Pedro Martinez, o advogado da travesti, diz ter suado a camisa para ver o caso investigado. “Nós precisamos realmente ficar em cima, enquanto advogados, para fazer a coisa andar porque a gente percebe uma resistência da polícia em levar esses crimes [de transfobia] com a celeridade necessária.”
Apesar de o STF ter criminalizado a homofobia e a transfobia, em 2019, as vítimas encontram barreiras da delegacia ao judiciário para responsabilizar os agressores. A ALL OUT, organização global de defesa dos direitos LGBTQIA+, localizou ao menos 34 entraves em uma pesquisa recente.
São problemas ligados à falta de transparência das instituições, à formação inadequada dos agentes públicos que têm dificuldade em reconhecer um crime de ódio, de entendimento sobre se uma pessoa realmente foi vítima de LGBTfobia e até a pandemia.
“As vítimas enfrentam uma corrida de obstáculos que, juntos, se transformam numa nova violência para aqueles que buscam por Justiça”, afirma Leandro Ramos, diretor da ALL OUT para a América Latina.
No estudo, a entidade reforça duas recomendações: a uniformização dos boletins de ocorrência entre os estados e a formação adequada dos agentes públicos em direitos LGBTQIA+. “Assim teremos dados e gente qualificada dando o tratamento correto ao problema”, aponta Ramos.
Para a vereadora Erika Hilton (PSOL), vítima constante de ataques transfóbicos na internet, um movimento positivo ocorreu no governo de Bolsonaro. “É tanta negação de direito, de escanteio de nossas pautas que 30 pessoas trans foram eleitas justamente durante a gestão dele”, diz ela.
A Folha solicitou entrevista com Marina Reidel, a gestora trans do departamento LGBT do ministério de Damares, mas ela afirmou não ter agenda disponível.

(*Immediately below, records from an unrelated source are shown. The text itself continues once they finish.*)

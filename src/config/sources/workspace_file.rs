//! Workspace config file sources: artifact-forge.toml and config/{env}.toml

use config::builder::DefaultState;
use config::ConfigBuilder;
use config::ConfigError;
use config::File;
use std::path::Path;

/// Add workspace config files to builder.
/// Precedence: artifact-forge.toml (base) then config/{ARTIFACT_FORGE_ENV}.toml.
pub fn add_to_builder(
    builder: ConfigBuilder<DefaultState>,
    workspace_root: &Path,
) -> Result<ConfigBuilder<DefaultState>, ConfigError> {
    let env_name =
        std::env::var("ARTIFACT_FORGE_ENV").unwrap_or_else(|_| "development".to_string());

    let mut builder = builder;

    let base_config_path = workspace_root.join("artifact-forge.toml");
    if base_config_path.exists() {
        builder = builder.add_source(File::from(base_config_path).required(false));
    }

    let env_config_path = workspace_root
        .join("config")
        .join(format!("{}.toml", env_name));
    if env_config_path.exists() {
        builder = builder.add_source(File::from(env_config_path).required(false));
    }

    Ok(builder)
}
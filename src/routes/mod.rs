//! Router assembly and the middleware shared by every route.

mod common;
mod messages;

pub use common::common_routes;
pub use messages::message_routes;

use crate::error::AppError;
use crate::state::AppState;
use axum::{extract::DefaultBodyLimit, response::IntoResponse, response::Response, Router};
use std::any::Any;
use tower::ServiceBuilder;
use tower_http::catch_panic::CatchPanicLayer;
use tower_http::trace::{DefaultMakeSpan, DefaultOnResponse, TraceLayer};
use tracing::Level;

/// Versioned prefix for the message API.
pub const API_PREFIX: &str = "/v1";

/// Upper bound on request bodies. A 100-character message is far below it.
pub const MAX_BODY_BYTES: usize = 16 * 1024;

/// Full application router: common routes at the root, message routes under `/v1`.
pub fn app(state: AppState) -> Router {
    with_middleware(
        Router::new()
            .merge(common_routes(state.clone()))
            .nest(API_PREFIX, message_routes(state)),
    )
}

/// Access log per request, panics turned into JSON 500s, and the body size limit.
pub fn with_middleware(router: Router) -> Router {
    router.layer(DefaultBodyLimit::max(MAX_BODY_BYTES)).layer(
        ServiceBuilder::new()
            .layer(
                TraceLayer::new_for_http()
                    .make_span_with(DefaultMakeSpan::new().level(Level::INFO))
                    .on_response(DefaultOnResponse::new().level(Level::INFO)),
            )
            .layer(CatchPanicLayer::custom(panic_response)),
    )
}

fn panic_response(panic: Box<dyn Any + Send + 'static>) -> Response {
    let detail = if let Some(s) = panic.downcast_ref::<&str>() {
        s.to_string()
    } else if let Some(s) = panic.downcast_ref::<String>() {
        s.clone()
    } else {
        "unknown panic payload".to_string()
    };
    AppError::internal_with_cause("Internal server error", detail).into_response()
}
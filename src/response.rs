//! Response body helpers.

use serde::Serialize;

/// Body returned for every failed request: `{"error": "..."}`.
#[derive(Serialize, Debug, PartialEq, Eq)]
pub struct ErrorBody {
    pub error: String,
}

pub fn error_body(message: impl Into<String>) -> ErrorBody {
    ErrorBody {
        error: message.into(),
    }
}

#[cfg(test)]
mod tests {
    use super::*;

    #[test]
    fn error_body_serializes_as_single_field_object() {
        let body = serde_json::to_value(error_body("an error has occurred")).unwrap();
        assert_eq!(body, serde_json::json!({ "error": "an error has occurred" }));
    }
}
//! Load config from the process environment (and `.env`, if present).

use crate::config::types::*;
use crate::error::ConfigError;
use std::str::FromStr;

pub const DB_HOST: &str = "DB_HOST";
pub const DB_PORT: &str = "DB_PORT";
pub const DB_USER: &str = "DB_USER";
pub const DB_PASSWORD: &str = "DB_PASSWORD";
pub const DB_DATABASE: &str = "DB_DATABASE";
pub const DB_MAX_CONNECTIONS: &str = "DB_MAX_CONNECTIONS";
pub const BIND_ADDR: &str = "BIND_ADDR";
pub const PORT: &str = "PORT";

impl Config {
    /// Read `.env` (when present) and then the environment.
    pub fn from_env() -> Result<Self, ConfigError> {
        dotenvy::dotenv().ok();
        Self::from_lookup(|key| std::env::var(key).ok())
    }

    /// Build config from an arbitrary key lookup. Empty values count as unset.
    pub fn from_lookup<F>(lookup: F) -> Result<Self, ConfigError>
    where
        F: Fn(&str) -> Option<String>,
    {
        let get = |key: &str| lookup(key).filter(|v| !v.trim().is_empty());
        let required = |key: &'static str| get(key).ok_or(ConfigError::Missing(key));

        let db = DbConnection {
            host: required(DB_HOST)?,
            port: parse_or(get(DB_PORT), DB_PORT, DEFAULT_DB_PORT)?,
            user: required(DB_USER)?,
            password: required(DB_PASSWORD)?,
            database: required(DB_DATABASE)?,
            max_connections: parse_or(get(DB_MAX_CONNECTIONS), DB_MAX_CONNECTIONS, DEFAULT_MAX_CONNECTIONS)?,
        };
        let defaults = ServerConfig::default();
        let server = ServerConfig {
            bind_addr: parse_or(get(BIND_ADDR), BIND_ADDR, defaults.bind_addr)?,
            port: parse_or(get(PORT), PORT, defaults.port)?,
        };
        Ok(Config { db, server })
    }
}

fn parse_or<T: FromStr>(raw: Option<String>, key: &'static str, default: T) -> Result<T, ConfigError> {
    match raw {
        None => Ok(default),
        Some(value) => value
            .trim()
            .parse()
            .map_err(|_| ConfigError::Invalid { key, value }),
    }
}
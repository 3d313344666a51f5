//! The Message entity and its request body.

use serde::{de, Deserialize, Deserializer, Serialize};
use serde_json::{Map, Value};

/// Storage-assigned identifier (`serial4` column).
pub type MessageId = i32;

#[derive(Clone, Debug, PartialEq, Eq, Serialize, Deserialize)]
pub struct Message {
    pub id: MessageId,
    #[serde(rename = "message")]
    pub text: String,
    /// Derived from `text` on every write; never taken from the client.
    #[serde(rename = "ispalindrome")]
    pub is_palindrome: bool,
}

/// Create/update payload. A missing `message` decodes as empty and fails validation later.
#[derive(Clone, Debug, Default)]
pub struct MessageBody {
    pub message: String,
}

/// The key is matched case-insensitively (`Message`, `MESSAGE`), an exact `message` winning.
/// Other keys are ignored whatever their type.
impl<'de> Deserialize<'de> for MessageBody {
    fn deserialize<D: Deserializer<'de>>(deserializer: D) -> Result<Self, D::Error> {
        let mut fields = Map::<String, Value>::deserialize(deserializer)?;
        let value = match fields.remove("message") {
            Some(v) => Some(v),
            None => fields
                .into_iter()
                .find(|(k, _)| k.eq_ignore_ascii_case("message"))
                .map(|(_, v)| v),
        };
        let message = match value {
            None | Some(Value::Null) => String::new(),
            Some(Value::String(s)) => s,
            Some(other) => {
                return Err(<D::Error as de::Error>::invalid_type(unexpected(&other), &"a string"));
            }
        };
        Ok(MessageBody { message })
    }
}

fn unexpected(value: &Value) -> de::Unexpected<'_> {
    match value {
        Value::Bool(b) => de::Unexpected::Bool(*b),
        Value::Number(_) => de::Unexpected::Other("number"),
        Value::Array(_) => de::Unexpected::Seq,
        Value::Object(_) => de::Unexpected::Map,
        Value::String(s) => de::Unexpected::Str(s),
        Value::Null => de::Unexpected::Unit,
    }
}
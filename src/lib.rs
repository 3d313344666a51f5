//! Message API: CRUD over palindrome-tagged messages, backed by PostgreSQL.

pub mod config;
pub mod error;
pub mod extractors;
pub mod handlers;
pub mod model;
pub mod response;
pub mod routes;
pub mod service;
pub mod state;
pub mod store;

pub use config::{Config, DbConnection, ServerConfig};
pub use error::{AppError, ConfigError};
pub use model::{Message, MessageBody, MessageId};
pub use response::error_body;
pub use routes::{app, common_routes, message_routes, API_PREFIX};
pub use service::{is_palindrome, validate_text, MessageService, ServiceError, ValidationError};
pub use state::AppState;
pub use store::{connect, InMemoryMessageStore, MessageStore, PgMessageStore, PoolCell, StoreError};
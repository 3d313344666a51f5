//! PostgreSQL backend: pool setup, table DDL, and parameterized CRUD.

use super::{MessageStore, StoreError, StoreResult};
use crate::config::DbConnection;
use crate::model::{Message, MessageId};
use crate::service::is_palindrome;
use async_trait::async_trait;
use sqlx::postgres::PgPoolOptions;
use sqlx::PgPool;

pub const MESSAGES_TABLE: &str = "public.messages";

// Schema creation lives here until the service gets real migrations.
const CREATE_MESSAGES_TABLE: &str = r#"
    CREATE TABLE IF NOT EXISTS public.messages (
        id serial4 NOT NULL,
        message varchar(100) NULL,
        ispalindrome bool NULL,
        CONSTRAINT messages_pk PRIMARY KEY (id)
    )
"#;

const INSERT_MESSAGE: &str = "INSERT INTO public.messages (message, ispalindrome) VALUES ($1, $2) RETURNING id";
const SELECT_MESSAGE: &str = "SELECT id, message, ispalindrome FROM public.messages WHERE id = $1";
const SELECT_MESSAGES: &str = "SELECT id, message, ispalindrome FROM public.messages ORDER BY id";
const UPDATE_MESSAGE: &str = "UPDATE public.messages SET message = $1, ispalindrome = $2 WHERE id = $3";
const DELETE_MESSAGE: &str = "DELETE FROM public.messages WHERE id = $1";

/// Both data columns are nullable in the table DDL.
type MessageRow = (MessageId, Option<String>, Option<bool>);

/// Open the pool and make sure the messages table exists.
pub async fn connect(db: &DbConnection) -> StoreResult<PgPool> {
    tracing::info!(host = %db.host, port = db.port, database = %db.database, "connecting to database");
    let pool = PgPoolOptions::new()
        .max_connections(db.max_connections)
        .connect_with(db.connect_options())
        .await?;
    ensure_messages_table(&pool).await?;
    Ok(pool)
}

/// Idempotent: CREATE TABLE IF NOT EXISTS.
pub async fn ensure_messages_table(pool: &PgPool) -> StoreResult<()> {
    tracing::debug!(table = MESSAGES_TABLE, "ensuring table");
    sqlx::query(CREATE_MESSAGES_TABLE).execute(pool).await?;
    Ok(())
}

#[derive(Clone)]
pub struct PgMessageStore {
    pool: PgPool,
}

impl PgMessageStore {
    pub fn new(pool: PgPool) -> Self {
        PgMessageStore { pool }
    }
}

fn row_to_message((id, text, flag): MessageRow) -> Message {
    let text = text.unwrap_or_default();
    // Rows written outside this service may lack the flag; derive it rather than report a stale value.
    let is_palindrome = flag.unwrap_or_else(|| is_palindrome(&text));
    Message {
        id,
        text,
        is_palindrome,
    }
}

#[async_trait]
impl MessageStore for PgMessageStore {
    async fn create(&self, text: &str, is_palindrome: bool) -> StoreResult<Message> {
        tracing::debug!(sql = %INSERT_MESSAGE, "query");
        let (id,): (MessageId,) = sqlx::query_as(INSERT_MESSAGE)
            .bind(text)
            .bind(is_palindrome)
            .fetch_one(&self.pool)
            .await?;
        Ok(Message {
            id,
            text: text.to_string(),
            is_palindrome,
        })
    }

    async fn get(&self, id: MessageId) -> StoreResult<Message> {
        tracing::debug!(sql = %SELECT_MESSAGE, id, "query");
        let row: Option<MessageRow> = sqlx::query_as(SELECT_MESSAGE)
            .bind(id)
            .fetch_optional(&self.pool)
            .await?;
        row.map(row_to_message).ok_or(StoreError::NotFound(id))
    }

    async fn list(&self) -> StoreResult<Vec<Message>> {
        tracing::debug!(sql = %SELECT_MESSAGES, "query");
        let rows: Vec<MessageRow> = sqlx::query_as(SELECT_MESSAGES).fetch_all(&self.pool).await?;
        Ok(rows.into_iter().map(row_to_message).collect())
    }

    async fn update(&self, id: MessageId, text: &str, is_palindrome: bool) -> StoreResult<Message> {
        tracing::debug!(sql = %UPDATE_MESSAGE, id, "query");
        let result = sqlx::query(UPDATE_MESSAGE)
            .bind(text)
            .bind(is_palindrome)
            .bind(id)
            .execute(&self.pool)
            .await?;
        if result.rows_affected() == 0 {
            return Err(StoreError::NotFound(id));
        }
        Ok(Message {
            id,
            text: text.to_string(),
            is_palindrome,
        })
    }

    async fn delete(&self, id: MessageId) -> StoreResult<()> {
        tracing::debug!(sql = %DELETE_MESSAGE, id, "query");
        let result = sqlx::query(DELETE_MESSAGE).bind(id).execute(&self.pool).await?;
        if result.rows_affected() == 0 {
            return Err(StoreError::NotFound(id));
        }
        Ok(())
    }

    async fn ping(&self) -> StoreResult<()> {
        sqlx::query("SELECT 1").fetch_optional(&self.pool).await?;
        Ok(())
    }
}

#[cfg(test)]
mod tests {
    use super::*;

    #[test]
    fn null_columns_map_to_empty_text_and_derived_flag() {
        let msg = row_to_message((3, None, None));
        assert_eq!(
            msg,
            Message {
                id: 3,
                text: String::new(),
                is_palindrome: true,
            }
        );
    }

    #[test]
    fn stored_flag_is_used_when_present() {
        let msg = row_to_message((4, Some("test".into()), Some(false)));
        assert_eq!(msg.text, "test");
        assert!(!msg.is_palindrome);
    }

    #[test]
    fn missing_flag_is_derived_from_text() {
        let msg = row_to_message((5, Some("level".into()), None));
        assert!(msg.is_palindrome);
    }
}
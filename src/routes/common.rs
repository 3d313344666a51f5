//! Common routes: health, readiness, version.

use crate::state::AppState;
use axum::{extract::State, http::StatusCode, routing::get, Json, Router};
use serde::Serialize;

#[derive(Serialize)]
struct HealthBody {
    status: &'static str,
}

#[derive(Serialize)]
struct ReadyBody {
    status: &'static str,
    database: &'static str,
}

async fn health() -> Json<HealthBody> {
    Json(HealthBody { status: "ok" })
}

async fn ready(State(state): State<AppState>) -> (StatusCode, Json<ReadyBody>) {
    if let Err(e) = state.service.ping().await {
        tracing::warn!(error = %e, "readiness check failed");
        return (
            StatusCode::SERVICE_UNAVAILABLE,
            Json(ReadyBody {
                status: "degraded",
                database: "unavailable",
            }),
        );
    }
    (
        StatusCode::OK,
        Json(ReadyBody {
            status: "ok",
            database: "ok",
        }),
    )
}

async fn version() -> Json<serde_json::Value> {
    Json(serde_json::json!({
        "name": env!("CARGO_PKG_NAME"),
        "version": env!("CARGO_PKG_VERSION")
    }))
}

/// GET /health, GET /ready (store check), GET /version.
pub fn common_routes(state: AppState) -> Router {
    Router::new()
        .route("/health", get(health))
        .route("/ready", get(ready))
        .route("/version", get(version))
        .with_state(state)
}
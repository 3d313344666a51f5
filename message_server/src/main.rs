//! Message API server: reads config from the environment, connects to PostgreSQL,
//! ensures the messages table, and serves the API until Ctrl-C or SIGTERM.
//!
//! Run from repo root: `cargo run -p message-server`

use message_api::{app, connect, AppState, Config, PgMessageStore, PoolCell};
use std::sync::Arc;
use tokio::net::TcpListener;

#[tokio::main]
async fn main() -> Result<(), Box<dyn std::error::Error>> {
    tracing_subscriber::fmt()
        .with_env_filter(
            tracing_subscriber::EnvFilter::try_from_default_env()
                .unwrap_or_else(|_| tracing_subscriber::EnvFilter::new("message_api=info,message_server=info,tower_http=info")),
        )
        .init();

    let config = Config::from_env()?;
    tracing::debug!(?config, "configuration loaded");

    let pools = PoolCell::new();
    let pool = pools.get_or_try_init(|| connect(&config.db)).await?;
    let state = AppState::new(Arc::new(PgMessageStore::new(pool)));

    let listener = TcpListener::bind(config.server.socket_addr()).await?;
    tracing::info!("listening on {}", listener.local_addr()?);
    axum::serve(listener, app(state))
        .with_graceful_shutdown(shutdown_signal())
        .await?;
    tracing::info!("server stopped");
    Ok(())
}

async fn shutdown_signal() {
    let ctrl_c = async {
        if let Err(e) = tokio::signal::ctrl_c().await {
            tracing::error!(error = %e, "failed to listen for Ctrl-C");
        }
    };

    #[cfg(unix)]
    let terminate = async {
        match tokio::signal::unix::signal(tokio::signal::unix::SignalKind::terminate()) {
            Ok(mut sig) => {
                sig.recv().await;
            }
            Err(e) => {
                tracing::error!(error = %e, "failed to listen for SIGTERM");
                std::future::pending::<()>().await;
            }
        }
    };

    #[cfg(not(unix))]
    let terminate = std::future::pending::<()>();

    tokio::select! {
        _ = ctrl_c => {},
        _ = terminate => {},
    }
    tracing::info!("shutdown signal received");
}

Em resposta aos questionamentos apontados por ativistas nesta reportagem, a pasta afirma que tem centrado esforços na ampliação da empregabilidade de trans e travestis e que em apenas um projeto deve beneficiar até 3.500 pessoas.
A pasta disse ainda que outra estratégia é o combate à violência LGBTfóbica, com o aperfeiçoamento das denúncias coletadas pelo Disque 100, que será aprimorado.
Sobre os recursos à população LGBTQIA+ empenhados em 2020, a pasta afirmou que o valor é de R$ 3,3 milhões, dos quais houve a liquidação de apenas R$ 145, 2 mil. “Ainda estão em andamento as tratativas com os convenentes para a formalização dos Termos de Fomento e liberação dos recursos”.
Em relação ao Conselho LGBT, o ministério disse que o colegiado está mais amplo, apesar de haver apenas três assentos para organizações da sociedade civil ante 15 em anos anteriores.